### EXERCISE INSTRUCTIONS:
Output the records, every one, exactly as given.
** Opening DATA FOR PROCESSING block **
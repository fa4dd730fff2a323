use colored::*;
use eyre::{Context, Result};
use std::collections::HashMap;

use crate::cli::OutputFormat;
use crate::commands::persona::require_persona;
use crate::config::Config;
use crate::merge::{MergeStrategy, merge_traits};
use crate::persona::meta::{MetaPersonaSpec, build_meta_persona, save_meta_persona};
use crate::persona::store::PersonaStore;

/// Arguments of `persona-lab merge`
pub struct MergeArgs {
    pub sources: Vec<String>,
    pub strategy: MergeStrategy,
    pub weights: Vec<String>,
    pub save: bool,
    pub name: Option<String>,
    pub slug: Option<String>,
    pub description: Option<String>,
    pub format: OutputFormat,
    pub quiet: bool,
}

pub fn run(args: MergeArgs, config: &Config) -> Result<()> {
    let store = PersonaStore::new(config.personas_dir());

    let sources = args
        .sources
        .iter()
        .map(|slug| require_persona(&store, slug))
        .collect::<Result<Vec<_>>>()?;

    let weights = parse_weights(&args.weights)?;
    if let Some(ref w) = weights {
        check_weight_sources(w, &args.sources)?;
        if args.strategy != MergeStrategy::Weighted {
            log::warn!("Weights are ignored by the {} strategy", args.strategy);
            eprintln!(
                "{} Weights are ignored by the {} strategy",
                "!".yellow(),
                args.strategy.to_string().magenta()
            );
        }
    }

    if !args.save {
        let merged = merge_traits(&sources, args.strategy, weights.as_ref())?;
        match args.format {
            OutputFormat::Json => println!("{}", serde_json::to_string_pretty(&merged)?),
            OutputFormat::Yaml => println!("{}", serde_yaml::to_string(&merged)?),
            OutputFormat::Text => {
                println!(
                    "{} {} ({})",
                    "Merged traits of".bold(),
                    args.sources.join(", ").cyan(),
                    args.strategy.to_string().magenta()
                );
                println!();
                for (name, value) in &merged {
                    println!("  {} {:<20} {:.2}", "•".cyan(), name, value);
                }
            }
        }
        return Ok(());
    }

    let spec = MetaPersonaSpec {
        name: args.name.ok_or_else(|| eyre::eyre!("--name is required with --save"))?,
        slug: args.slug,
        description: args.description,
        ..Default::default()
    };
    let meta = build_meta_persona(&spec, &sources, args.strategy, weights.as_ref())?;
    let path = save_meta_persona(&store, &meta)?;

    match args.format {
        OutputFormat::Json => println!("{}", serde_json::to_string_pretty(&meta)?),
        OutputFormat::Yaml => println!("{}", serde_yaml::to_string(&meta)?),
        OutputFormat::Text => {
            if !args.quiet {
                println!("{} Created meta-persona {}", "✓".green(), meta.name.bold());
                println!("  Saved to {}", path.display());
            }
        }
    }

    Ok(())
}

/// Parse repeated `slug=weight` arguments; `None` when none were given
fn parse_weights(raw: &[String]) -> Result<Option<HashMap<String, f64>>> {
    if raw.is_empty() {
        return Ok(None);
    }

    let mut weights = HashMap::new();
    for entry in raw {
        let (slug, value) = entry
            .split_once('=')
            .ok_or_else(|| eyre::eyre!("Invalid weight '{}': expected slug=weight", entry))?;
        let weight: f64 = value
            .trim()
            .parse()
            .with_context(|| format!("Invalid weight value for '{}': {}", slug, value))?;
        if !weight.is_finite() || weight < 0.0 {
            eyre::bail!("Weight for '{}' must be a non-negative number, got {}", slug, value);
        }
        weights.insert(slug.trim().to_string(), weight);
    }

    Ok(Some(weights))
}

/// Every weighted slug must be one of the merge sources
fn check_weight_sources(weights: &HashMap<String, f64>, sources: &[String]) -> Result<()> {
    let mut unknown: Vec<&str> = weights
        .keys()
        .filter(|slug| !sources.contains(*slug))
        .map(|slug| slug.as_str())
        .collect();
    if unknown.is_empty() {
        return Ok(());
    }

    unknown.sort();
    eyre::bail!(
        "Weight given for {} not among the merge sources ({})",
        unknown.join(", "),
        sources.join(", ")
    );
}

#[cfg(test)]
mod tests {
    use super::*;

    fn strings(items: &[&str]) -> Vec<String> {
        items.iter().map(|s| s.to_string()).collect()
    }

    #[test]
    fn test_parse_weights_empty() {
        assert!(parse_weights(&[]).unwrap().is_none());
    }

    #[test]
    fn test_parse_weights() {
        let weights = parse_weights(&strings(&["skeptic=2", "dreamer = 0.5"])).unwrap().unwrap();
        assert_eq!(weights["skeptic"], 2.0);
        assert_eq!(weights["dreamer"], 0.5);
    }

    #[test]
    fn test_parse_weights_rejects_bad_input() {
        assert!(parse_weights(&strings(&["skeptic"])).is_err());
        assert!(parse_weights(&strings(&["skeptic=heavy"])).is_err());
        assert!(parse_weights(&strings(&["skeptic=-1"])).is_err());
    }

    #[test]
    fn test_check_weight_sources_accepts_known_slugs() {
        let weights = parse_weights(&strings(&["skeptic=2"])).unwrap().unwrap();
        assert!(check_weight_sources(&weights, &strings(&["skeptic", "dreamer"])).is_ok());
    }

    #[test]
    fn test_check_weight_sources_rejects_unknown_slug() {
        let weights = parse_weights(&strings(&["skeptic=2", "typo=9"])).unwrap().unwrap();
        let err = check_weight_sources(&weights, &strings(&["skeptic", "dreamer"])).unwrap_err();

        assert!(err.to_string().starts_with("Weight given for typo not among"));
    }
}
** Closing DATA FOR PROCESSING block **
### OUTPUT OF THE TASK:
repository fa4dd730fff2a323
use colored::*;
use eyre::{Context, Result};
use std::collections::HashMap;

use crate::cli::OutputFormat;
use crate::commands::persona::require_persona;
use crate::config::Config;
use crate::merge::{MergeStrategy, merge_traits};
use crate::persona::meta::{MetaPersonaSpec, build_meta_persona, save_meta_persona};
use crate::persona::store::PersonaStore;

/// Arguments of `persona-lab merge`
pub struct MergeArgs {
    pub sources: Vec<String>,
    pub strategy: MergeStrategy,
    pub weights: Vec<String>,
    pub save: bool,
    pub name: Option<String>,
    pub slug: Option<String>,
    pub description: Option<String>,
    pub format: OutputFormat,
    pub quiet: bool,
}

pub fn run(args: MergeArgs, config: &Config) -> Result<()> {
    let store = PersonaStore::new(config.personas_dir());

    let sources = args
        .sources
        .iter()
        .map(|slug| require_persona(&store, slug))
        .collect::<Result<Vec<_>>>()?;

    let weights = parse_weights(&args.weights)?;
    if let Some(ref w) = weights {
        check_weight_sources(w, &args.sources)?;
        if args.strategy != MergeStrategy::Weighted {
            log::warn!("Weights are ignored by the {} strategy", args.strategy);
            eprintln!(
                "{} Weights are ignored by the {} strategy",
                "!".yellow(),
                args.strategy.to_string().magenta()
            );
        }
    }

    if !args.save {
        let merged = merge_traits(&sources, args.strategy, weights.as_ref())?;
        match args.format {
            OutputFormat::Json => println!("{}", serde_json::to_string_pretty(&merged)?),
            OutputFormat::Yaml => println!("{}", serde_yaml::to_string(&merged)?),
            OutputFormat::Text => {
                println!(
                    "{} {} ({})",
                    "Merged traits of".bold(),
                    args.sources.join(", ").cyan(),
                    args.strategy.to_string().magenta()
                );
                println!();
                for (name, value) in &merged {
                    println!("  {} {:<20} {:.2}", "•".cyan(), name, value);
                }
            }
        }
        return Ok(());
    }

    let spec = MetaPersonaSpec {
        name: args.name.ok_or_else(|| eyre::eyre!("--name is required with --save"))?,
        slug: args.slug,
        description: args.description,
        ..Default::default()
    };
    let meta = build_meta_persona(&spec, &sources, args.strategy, weights.as_ref())?;
    let path = save_meta_persona(&store, &meta)?;

    match args.format {
        OutputFormat::Json => println!("{}", serde_json::to_string_pretty(&meta)?),
        OutputFormat::Yaml => println!("{}", serde_yaml::to_string(&meta)?),
        OutputFormat::Text => {
            if !args.quiet {
                println!("{} Created meta-persona {}", "✓".green(), meta.name.bold());
                println!("  Saved to {}", path.display());
            }
        }
    }

    Ok(())
}

/// Parse repeated `slug=weight` arguments; `None` when none were given
fn parse_weights(raw: &[String]) -> Result<Option<HashMap<String, f64>>> {
    if raw.is_empty() {
        return Ok(None);
    }

    let mut weights = HashMap::new();
    for entry in raw {
        let (slug, value) = entry
            .split_once('=')
            .ok_or_else(|| eyre::eyre!("Invalid weight '{}': expected slug=weight", entry))?;
        let weight: f64 = value
            .trim()
            .parse()
            .with_context(|| format!("Invalid weight value for '{}': {}", slug, value))?;
        if !weight.is_finite() || weight < 0.0 {
            eyre::bail!("Weight for '{}' must be a non-negative number, got {}", slug, value);
        }
        weights.insert(slug.trim().to_string(), weight);
    }

    Ok(Some(weights))
}

/// Every weighted slug must be one of the merge sources
fn check_weight_sources(weights: &HashMap<String, f64>, sources: &[String]) -> Result<()> {
    let mut unknown: Vec<&str> = weights
        .keys()
        .filter(|slug| !sources.contains(*slug))
        .map(|slug| slug.as_str())
        .collect();
    if unknown.is_empty() {
        return Ok(());
    }

    unknown.sort();
    eyre::bail!(
        "Weight given for {} not among the merge sources ({})",
        unknown.join(", "),
        sources.join(", ")
    );
}

#[cfg(test)]
mod tests {
    use super::*;

    fn strings(items: &[&str]) -> Vec<String> {
        items.iter().map(|s| s.to_string()).collect()
    }

    #[test]
    fn test_parse_weights_empty() {
        assert!(parse_weights(&[]).unwrap().is_none());
    }

    #[test]
    fn test_parse_weights() {
        let weights = parse_weights(&strings(&["skeptic=2", "dreamer = 0.5"])).unwrap().unwrap();
        assert_eq!(weights["skeptic"], 2.0);
        assert_eq!(weights["dreamer"], 0.5);
    }

    #[test]
    fn test_parse_weights_rejects_bad_input() {
        assert!(parse_weights(&strings(&["skeptic"])).is_err());
        assert!(parse_weights(&strings(&["skeptic=heavy"])).is_err());
        assert!(parse_weights(&strings(&["skeptic=-1"])).is_err());
    }

    #[test]
    fn test_check_weight_sources_accepts_known_slugs() {
        let weights = parse_weights(&strings(&["skeptic=2"])).unwrap().unwrap();
        assert!(check_weight_sources(&weights, &strings(&["skeptic", "dreamer"])).is_ok());
    }

    #[test]
    fn test_check_weight_sources_rejects_unknown_slug() {
        let weights = parse_weights(&strings(&["skeptic=2", "typo=9"])).unwrap().unwrap();
        let err = check_weight_sources(&weights, &strings(&["skeptic", "dreamer"])).unwrap_err();

        assert!(err.to_string().starts_with("Weight given for typo not among"));
    }
}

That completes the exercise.